_WORK REQUEST_. For each line in the records that contains "connected", make a copy.

Stored data entries
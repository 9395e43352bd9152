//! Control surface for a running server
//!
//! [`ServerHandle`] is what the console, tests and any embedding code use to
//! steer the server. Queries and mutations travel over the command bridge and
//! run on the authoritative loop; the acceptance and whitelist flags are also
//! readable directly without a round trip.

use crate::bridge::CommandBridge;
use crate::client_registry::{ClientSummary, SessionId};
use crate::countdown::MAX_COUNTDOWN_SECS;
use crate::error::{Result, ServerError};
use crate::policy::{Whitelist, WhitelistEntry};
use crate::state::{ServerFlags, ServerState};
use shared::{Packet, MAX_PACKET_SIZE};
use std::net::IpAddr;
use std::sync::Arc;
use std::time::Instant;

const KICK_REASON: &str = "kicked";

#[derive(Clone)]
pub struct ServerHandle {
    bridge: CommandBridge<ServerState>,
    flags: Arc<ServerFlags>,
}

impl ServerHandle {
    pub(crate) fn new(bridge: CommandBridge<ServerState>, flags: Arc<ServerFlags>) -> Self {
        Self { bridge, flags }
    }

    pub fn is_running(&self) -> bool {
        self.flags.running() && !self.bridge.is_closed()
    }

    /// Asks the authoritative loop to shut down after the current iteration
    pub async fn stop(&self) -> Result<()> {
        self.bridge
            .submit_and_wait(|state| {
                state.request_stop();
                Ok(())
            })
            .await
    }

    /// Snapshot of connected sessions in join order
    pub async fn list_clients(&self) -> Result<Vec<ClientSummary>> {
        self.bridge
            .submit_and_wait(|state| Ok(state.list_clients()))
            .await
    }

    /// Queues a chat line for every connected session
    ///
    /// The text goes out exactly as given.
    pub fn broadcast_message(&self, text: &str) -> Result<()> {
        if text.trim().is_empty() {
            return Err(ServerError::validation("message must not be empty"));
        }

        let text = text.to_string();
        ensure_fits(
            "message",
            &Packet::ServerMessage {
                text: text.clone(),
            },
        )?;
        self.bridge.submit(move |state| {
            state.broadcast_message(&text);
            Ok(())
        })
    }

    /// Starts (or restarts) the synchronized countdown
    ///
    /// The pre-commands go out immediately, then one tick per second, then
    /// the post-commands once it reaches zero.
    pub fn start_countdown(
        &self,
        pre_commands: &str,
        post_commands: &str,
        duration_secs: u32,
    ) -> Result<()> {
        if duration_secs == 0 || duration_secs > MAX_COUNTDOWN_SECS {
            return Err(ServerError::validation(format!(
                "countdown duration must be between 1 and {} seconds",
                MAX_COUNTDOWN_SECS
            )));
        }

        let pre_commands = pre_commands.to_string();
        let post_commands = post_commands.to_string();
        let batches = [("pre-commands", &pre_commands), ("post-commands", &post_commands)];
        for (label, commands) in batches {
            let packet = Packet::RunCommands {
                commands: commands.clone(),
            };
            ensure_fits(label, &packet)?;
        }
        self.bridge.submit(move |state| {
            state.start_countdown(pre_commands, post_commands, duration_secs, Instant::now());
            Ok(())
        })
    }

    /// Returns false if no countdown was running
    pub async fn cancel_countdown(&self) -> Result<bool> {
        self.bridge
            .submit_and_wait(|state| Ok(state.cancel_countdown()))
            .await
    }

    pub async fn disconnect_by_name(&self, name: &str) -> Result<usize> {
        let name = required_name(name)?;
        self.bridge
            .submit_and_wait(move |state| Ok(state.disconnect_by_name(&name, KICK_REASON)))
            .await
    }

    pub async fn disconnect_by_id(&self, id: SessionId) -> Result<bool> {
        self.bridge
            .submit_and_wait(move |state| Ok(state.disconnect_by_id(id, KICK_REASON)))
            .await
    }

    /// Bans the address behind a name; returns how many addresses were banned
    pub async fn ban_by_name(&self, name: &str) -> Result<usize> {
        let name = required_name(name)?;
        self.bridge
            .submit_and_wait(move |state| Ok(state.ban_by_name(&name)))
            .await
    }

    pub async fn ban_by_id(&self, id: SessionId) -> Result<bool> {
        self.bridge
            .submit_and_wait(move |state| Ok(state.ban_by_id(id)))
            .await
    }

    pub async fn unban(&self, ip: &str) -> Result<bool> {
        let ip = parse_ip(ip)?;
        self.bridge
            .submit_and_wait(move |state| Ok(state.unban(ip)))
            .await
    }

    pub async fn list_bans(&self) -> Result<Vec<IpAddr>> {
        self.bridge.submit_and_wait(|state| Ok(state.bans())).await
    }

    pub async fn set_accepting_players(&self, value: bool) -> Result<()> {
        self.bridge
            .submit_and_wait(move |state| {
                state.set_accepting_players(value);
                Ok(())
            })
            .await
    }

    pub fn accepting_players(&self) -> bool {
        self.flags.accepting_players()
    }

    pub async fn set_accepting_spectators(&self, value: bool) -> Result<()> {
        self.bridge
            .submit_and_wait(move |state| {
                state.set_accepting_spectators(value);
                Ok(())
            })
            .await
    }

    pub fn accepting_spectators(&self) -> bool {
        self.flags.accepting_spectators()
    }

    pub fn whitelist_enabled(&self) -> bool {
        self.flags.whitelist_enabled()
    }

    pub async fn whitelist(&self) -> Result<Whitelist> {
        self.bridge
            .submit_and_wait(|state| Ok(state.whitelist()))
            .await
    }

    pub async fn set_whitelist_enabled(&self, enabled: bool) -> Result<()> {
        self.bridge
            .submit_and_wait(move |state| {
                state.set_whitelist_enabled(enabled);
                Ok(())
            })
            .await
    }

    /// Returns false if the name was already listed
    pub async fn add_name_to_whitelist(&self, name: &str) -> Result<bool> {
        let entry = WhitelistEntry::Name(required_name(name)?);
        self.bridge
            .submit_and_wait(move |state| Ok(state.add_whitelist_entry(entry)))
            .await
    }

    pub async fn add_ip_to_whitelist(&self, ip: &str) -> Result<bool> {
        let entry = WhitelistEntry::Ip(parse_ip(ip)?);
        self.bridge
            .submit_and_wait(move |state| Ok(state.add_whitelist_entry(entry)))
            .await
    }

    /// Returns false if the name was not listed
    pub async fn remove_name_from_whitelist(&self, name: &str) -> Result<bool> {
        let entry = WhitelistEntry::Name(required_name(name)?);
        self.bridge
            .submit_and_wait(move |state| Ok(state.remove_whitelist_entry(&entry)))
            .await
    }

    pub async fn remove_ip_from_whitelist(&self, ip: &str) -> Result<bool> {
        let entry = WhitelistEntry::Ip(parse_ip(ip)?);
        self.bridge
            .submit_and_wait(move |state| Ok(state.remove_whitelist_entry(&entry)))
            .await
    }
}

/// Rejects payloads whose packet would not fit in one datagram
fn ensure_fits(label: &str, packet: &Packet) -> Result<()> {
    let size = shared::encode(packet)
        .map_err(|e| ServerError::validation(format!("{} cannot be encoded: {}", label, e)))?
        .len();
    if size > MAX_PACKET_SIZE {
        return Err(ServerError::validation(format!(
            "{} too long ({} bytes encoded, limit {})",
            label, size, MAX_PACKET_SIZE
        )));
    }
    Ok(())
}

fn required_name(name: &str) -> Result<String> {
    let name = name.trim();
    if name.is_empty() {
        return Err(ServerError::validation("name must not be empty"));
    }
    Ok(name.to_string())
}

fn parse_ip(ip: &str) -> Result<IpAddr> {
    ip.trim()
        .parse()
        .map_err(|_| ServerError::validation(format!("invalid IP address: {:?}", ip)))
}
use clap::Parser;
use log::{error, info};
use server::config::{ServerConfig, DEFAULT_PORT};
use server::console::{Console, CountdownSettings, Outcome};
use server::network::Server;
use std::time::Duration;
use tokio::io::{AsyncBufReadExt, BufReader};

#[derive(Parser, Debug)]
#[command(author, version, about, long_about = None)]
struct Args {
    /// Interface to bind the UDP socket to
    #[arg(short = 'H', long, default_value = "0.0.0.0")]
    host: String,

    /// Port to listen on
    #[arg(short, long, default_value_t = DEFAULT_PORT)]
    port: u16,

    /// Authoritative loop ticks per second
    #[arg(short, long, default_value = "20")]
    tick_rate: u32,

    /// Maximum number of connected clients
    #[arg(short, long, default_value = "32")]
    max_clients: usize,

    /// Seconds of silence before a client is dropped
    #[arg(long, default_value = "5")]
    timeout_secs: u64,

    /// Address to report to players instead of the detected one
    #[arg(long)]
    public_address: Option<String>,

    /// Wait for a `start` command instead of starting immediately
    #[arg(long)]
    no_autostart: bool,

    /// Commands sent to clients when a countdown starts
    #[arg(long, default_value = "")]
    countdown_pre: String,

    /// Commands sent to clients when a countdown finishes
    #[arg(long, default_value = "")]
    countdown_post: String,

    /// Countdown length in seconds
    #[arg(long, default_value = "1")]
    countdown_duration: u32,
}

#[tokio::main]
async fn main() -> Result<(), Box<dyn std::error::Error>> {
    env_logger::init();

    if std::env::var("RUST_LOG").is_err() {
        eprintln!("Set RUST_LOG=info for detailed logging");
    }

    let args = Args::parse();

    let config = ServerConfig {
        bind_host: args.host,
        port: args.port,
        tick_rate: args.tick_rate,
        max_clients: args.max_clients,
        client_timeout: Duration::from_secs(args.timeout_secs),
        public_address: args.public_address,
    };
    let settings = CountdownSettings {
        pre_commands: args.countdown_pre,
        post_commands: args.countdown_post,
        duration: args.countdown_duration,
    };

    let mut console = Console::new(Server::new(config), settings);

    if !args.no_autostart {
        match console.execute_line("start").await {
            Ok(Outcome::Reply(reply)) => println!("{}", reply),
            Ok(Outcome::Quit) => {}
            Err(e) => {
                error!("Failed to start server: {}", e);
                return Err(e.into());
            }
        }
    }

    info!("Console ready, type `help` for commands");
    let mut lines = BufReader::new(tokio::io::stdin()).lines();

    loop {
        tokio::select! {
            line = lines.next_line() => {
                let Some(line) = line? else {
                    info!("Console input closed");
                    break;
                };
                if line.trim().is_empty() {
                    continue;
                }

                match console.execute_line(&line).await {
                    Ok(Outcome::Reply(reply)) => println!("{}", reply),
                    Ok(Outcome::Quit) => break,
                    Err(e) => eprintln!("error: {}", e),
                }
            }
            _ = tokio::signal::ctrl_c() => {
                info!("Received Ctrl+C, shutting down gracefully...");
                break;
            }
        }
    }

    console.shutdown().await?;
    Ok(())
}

_OUTPUT OF THE EXERCISE_.
    /// Snapshot of connected sessions in join order
    /// Queues a chat line for every connected session
    /// Maximum number of connected clients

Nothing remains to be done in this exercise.